> _Task description_
Read the records below and copy each line that contains "database".
[Data for the task Boundary: Start]
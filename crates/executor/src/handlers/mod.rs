//! Operation handlers organized by target entity.
//!
//! | Module | Target | Operations |
//! |--------|--------|-----------|
//! | `collection` | collection | 22 |
//! | `database` | database | 7 |
//! | `client` | client | 2 |
//! | `session` | session | 4 |
//! | `change_stream` | saved change stream | 1 |
//! | `test_runner` | `testRunner` | 13 |
//!
//! Every handler returns an [`Outcome`]: the outer `Result` carries errors in
//! the test itself (unknown entities, unsupported targets), the inner
//! [`DriverResult`] what the driver did.

use unified_core::{Error, Result};
use unified_driver::DriverResult;

use crate::operation::Operation;
use crate::output::Output;

pub mod change_stream;
pub mod client;
pub mod collection;
pub mod database;
pub mod session;
pub mod test_runner;

/// Result of running one operation.
pub type Outcome = Result<DriverResult<Output>>;

/// Convert a successful driver result into an output.
pub(crate) fn finish<T>(result: DriverResult<T>, convert: impl FnOnce(T) -> Result<Output>) -> Outcome {
    match result {
        Ok(value) => convert(value).map(Ok),
        Err(e) => Ok(Err(e)),
    }
}

/// The operation cannot run against `target`.
pub(crate) fn unsupported(operation: &Operation, target: impl ToString) -> Error {
    Error::UnsupportedTarget {
        operation: operation.name().to_string(),
        target: target.to_string(),
    }
}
[Data for the task Boundary: End]
> _Answer below_
//! | `database` | database | 7 |
pub mod database;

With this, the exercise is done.